YOUR ASSIGNMENT
Give back the entire listing below, unaltered.

DATASET EXCERPTS
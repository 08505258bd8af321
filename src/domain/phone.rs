//! Phone value object.

use super::errors::ValidationError;
use super::field::Field;
use serde::{Deserialize, Deserializer, Serialize, Serializer};
use std::fmt;
use std::str::FromStr;

/// Number of digits in a valid phone number.
pub const PHONE_DIGITS: usize = 10;

/// A type-safe wrapper for phone numbers.
///
/// A phone number is exactly ten ASCII digits with no separators and no
/// leading `+`. Anything else is rejected at construction time, never
/// coerced or truncated.
///
/// # Example
///
/// ```
/// use address_book::domain::Phone;
///
/// let phone = Phone::new("1234567890").unwrap();
/// assert_eq!(phone.as_str(), "1234567890");
/// assert!(Phone::new("123-456-7890").is_err());
/// ```
#[derive(Debug, Clone, PartialEq, Eq, Hash)]
pub struct Phone(String);

impl Phone {
    /// Create a new Phone, validating the format.
    ///
    /// # Errors
    ///
    /// Returns `ValidationError::InvalidPhone` carrying the rejected input if
    /// it is not exactly ten digits.
    pub fn new(phone: impl Into<String>) -> Result<Self, ValidationError> {
        let phone = phone.into();

        if !Self::is_valid(&phone) {
            return Err(ValidationError::InvalidPhone(phone));
        }

        Ok(Self(phone))
    }

    /// Check whether `phone` would be accepted by [`Phone::new`].
    pub fn is_valid(phone: &str) -> bool {
        phone.len() == PHONE_DIGITS && phone.bytes().all(|b| b.is_ascii_digit())
    }

    /// Get the phone number as a string slice.
    pub fn as_str(&self) -> &str {
        &self.0
    }

    /// Convert into the underlying String.
    pub fn into_inner(self) -> String {
        self.0
    }
}

impl Field for Phone {
    const LABEL: &'static str = "phone";

    fn value(&self) -> &str {
        &self.0
    }
}

impl AsRef<str> for Phone {
    fn as_ref(&self) -> &str {
        &self.0
    }
}

impl FromStr for Phone {
    type Err = ValidationError;

    fn from_str(s: &str) -> Result<Self, Self::Err> {
        Self::new(s)
    }
}

// Serde support - serialize as string
impl Serialize for Phone {
    fn serialize<S>(&self, serializer: S) -> Result<S::Ok, S::Error>
    where
        S: Serializer,
    {
        self.0.serialize(serializer)
    }
}

// Serde support - deserialize from string with validation
impl<'de> Deserialize<'de> for Phone {
    fn deserialize<D>(deserializer: D) -> Result<Self, D::Error>
    where
        D: Deserializer<'de>,
    {
        let s = String::deserialize(deserializer)?;
        Phone::new(s).map_err(serde::de::Error::custom)
    }
}

impl fmt::Display for Phone {
    fn fmt(&self, f: &mut fmt::Formatter<'_>) -> fmt::Result {
        f.write_str(&self.0)
    }
}

#[cfg(test)]
mod tests {
    use super::*;

    #[test]
    fn test_phone_valid() {
        let phone = Phone::new("1234567890").unwrap();
        assert_eq!(phone.as_str(), "1234567890");
        assert_eq!(phone.value(), "1234567890");
        assert_eq!(phone.label(), "phone");
    }

    #[test]
    fn test_phone_validates_format() {
        assert!(Phone::new("").is_err());
        assert!(Phone::new("123456789").is_err());
        assert!(Phone::new("12345678901").is_err());
        assert!(Phone::new("123-456-7890").is_err());
        assert!(Phone::new("+123456789").is_err());
        assert!(Phone::new(" 1234567890").is_err());
        assert!(Phone::new("12345abcde").is_err());
        assert!(Phone::new("0000000000").is_ok());
    }

    #[test]
    fn test_phone_rejects_non_ascii_digits() {
        // Arabic-Indic digits are numeric but not ASCII
        assert!(Phone::new("١٢٣٤٥٦٧٨٩٠").is_err());
    }

    #[test]
    fn test_phone_error_carries_input() {
        let err = Phone::new("555-1234").unwrap_err();
        assert_eq!(err, ValidationError::InvalidPhone("555-1234".to_string()));
    }

    #[test]
    fn test_phone_display() {
        let phone = Phone::new("5555555555").unwrap();
        assert_eq!(format!("{}", phone), "5555555555");
    }

    #[test]
    fn test_phone_from_str() {
        let phone: Phone = "9876543210".parse().unwrap();
        assert_eq!(phone.into_inner(), "9876543210");
        assert!("98765".parse::<Phone>().is_err());
    }

    #[test]
    fn test_phone_serialization() {
        let phone = Phone::new("1234567890").unwrap();
        let json = serde_json::to_string(&phone).unwrap();
        assert_eq!(json, "\"1234567890\"");
    }

    #[test]
    fn test_phone_deserialization_invalid_fails() {
        let result: Result<Phone, _> = serde_json::from_str("\"123\"");
        assert!(result.is_err());
    }
}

RESPONSE TO THE TASK
repository 08505258bd8af321
filename src/domain/phone.rs
//! Phone value object.

use super::errors::ValidationError;
use super::field::Field;
use serde::{Deserialize, Deserializer, Serialize, Serializer};
use std::fmt;
use std::str::FromStr;

/// Number of digits in a valid phone number.
pub const PHONE_DIGITS: usize = 10;

/// A type-safe wrapper for phone numbers.
///
/// A phone number is exactly ten ASCII digits with no separators and no
/// leading `+`. Anything else is rejected at construction time, never
/// coerced or truncated.
///
/// # Example
///
/// ```
/// use address_book::domain::Phone;
///
/// let phone = Phone::new("1234567890").unwrap();
/// assert_eq!(phone.as_str(), "1234567890");
/// assert!(Phone::new("123-456-7890").is_err());
/// ```
#[derive(Debug, Clone, PartialEq, Eq, Hash)]
pub struct Phone(String);

impl Phone {
    /// Create a new Phone, validating the format.
    ///
    /// # Errors
    ///
    /// Returns `ValidationError::InvalidPhone` carrying the rejected input if
    /// it is not exactly ten digits.
    pub fn new(phone: impl Into<String>) -> Result<Self, ValidationError> {
        let phone = phone.into();

        if !Self::is_valid(&phone) {
            return Err(ValidationError::InvalidPhone(phone));
        }

        Ok(Self(phone))
    }

    /// Check whether `phone` would be accepted by [`Phone::new`].
    pub fn is_valid(phone: &str) -> bool {
        phone.len() == PHONE_DIGITS && phone.bytes().all(|b| b.is_ascii_digit())
    }

    /// Get the phone number as a string slice.
    pub fn as_str(&self) -> &str {
        &self.0
    }

    /// Convert into the underlying String.
    pub fn into_inner(self) -> String {
        self.0
    }
}

impl Field for Phone {
    const LABEL: &'static str = "phone";

    fn value(&self) -> &str {
        &self.0
    }
}

impl AsRef<str> for Phone {
    fn as_ref(&self) -> &str {
        &self.0
    }
}

impl FromStr for Phone {
    type Err = ValidationError;

    fn from_str(s: &str) -> Result<Self, Self::Err> {
        Self::new(s)
    }
}

// Serde support - serialize as string
impl Serialize for Phone {
    fn serialize<S>(&self, serializer: S) -> Result<S::Ok, S::Error>
    where
        S: Serializer,
    {
        self.0.serialize(serializer)
    }
}

// Serde support - deserialize from string with validation
impl<'de> Deserialize<'de> for Phone {
    fn deserialize<D>(deserializer: D) -> Result<Self, D::Error>
    where
        D: Deserializer<'de>,
    {
        let s = String::deserialize(deserializer)?;
        Phone::new(s).map_err(serde::de::Error::custom)
    }
}

impl fmt::Display for Phone {
    fn fmt(&self, f: &mut fmt::Formatter<'_>) -> fmt::Result {
        f.write_str(&self.0)
    }
}

#[cfg(test)]
mod tests {
    use super::*;

    #[test]
    fn test_phone_valid() {
        let phone = Phone::new("1234567890").unwrap();
        assert_eq!(phone.as_str(), "1234567890");
        assert_eq!(phone.value(), "1234567890");
        assert_eq!(phone.label(), "phone");
    }

    #[test]
    fn test_phone_validates_format() {
        assert!(Phone::new("").is_err());
        assert!(Phone::new("123456789").is_err());
        assert!(Phone::new("12345678901").is_err());
        assert!(Phone::new("123-456-7890").is_err());
        assert!(Phone::new("+123456789").is_err());
        assert!(Phone::new(" 1234567890").is_err());
        assert!(Phone::new("12345abcde").is_err());
        assert!(Phone::new("0000000000").is_ok());
    }

    #[test]
    fn test_phone_rejects_non_ascii_digits() {
        // Arabic-Indic digits are numeric but not ASCII
        assert!(Phone::new("١٢٣٤٥٦٧٨٩٠").is_err());
    }

    #[test]
    fn test_phone_error_carries_input() {
        let err = Phone::new("555-1234").unwrap_err();
        assert_eq!(err, ValidationError::InvalidPhone("555-1234".to_string()));
    }

    #[test]
    fn test_phone_display() {
        let phone = Phone::new("5555555555").unwrap();
        assert_eq!(format!("{}", phone), "5555555555");
    }

    #[test]
    fn test_phone_from_str() {
        let phone: Phone = "9876543210".parse().unwrap();
        assert_eq!(phone.into_inner(), "9876543210");
        assert!("98765".parse::<Phone>().is_err());
    }

    #[test]
    fn test_phone_serialization() {
        let phone = Phone::new("1234567890").unwrap();
        let json = serde_json::to_string(&phone).unwrap();
        assert_eq!(json, "\"1234567890\"");
    }

    #[test]
    fn test_phone_deserialization_invalid_fails() {
        let result: Result<Phone, _> = serde_json::from_str("\"123\"");
        assert!(result.is_err());
    }
}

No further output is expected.